(Goal of the exercise) The reply should hold every line of the data, unchanged and complete.

(Stored dataset items)
_ _ _ _ _ _ _
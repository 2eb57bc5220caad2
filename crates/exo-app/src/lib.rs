//! Exoplanet explorer application: the session context tying catalog,
//! scene, navigation and input together, plus frame pacing and a scripted
//! tour for headless runs.

pub mod autopilot;
pub mod controls;
pub mod frame_loop;
pub mod platform;
pub mod session;

pub use autopilot::{Autopilot, AutopilotStep};
pub use controls::InputRouter;
pub use frame_loop::FrameLoop;
pub use platform::{PlatformDirs, PlatformError};
pub use session::{FrameSummary, NavPhase, Session, SessionEvent, SessionSettings};

#[cfg(test)]
mod tests;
_ _ _ _ _ _ _
(Output below)
repository 2eb57bc5220caad2
filename crates/exo-app/src/lib.rs
//! Exoplanet explorer application: the session context tying catalog,
//! scene, navigation and input together, plus frame pacing and a scripted
//! tour for headless runs.

pub mod autopilot;
pub mod controls;
pub mod frame_loop;
pub mod platform;
pub mod session;

pub use autopilot::{Autopilot, AutopilotStep};
pub use controls::InputRouter;
pub use frame_loop::FrameLoop;
pub use platform::{PlatformDirs, PlatformError};
pub use session::{FrameSummary, NavPhase, Session, SessionEvent, SessionSettings};

#[cfg(test)]
mod tests;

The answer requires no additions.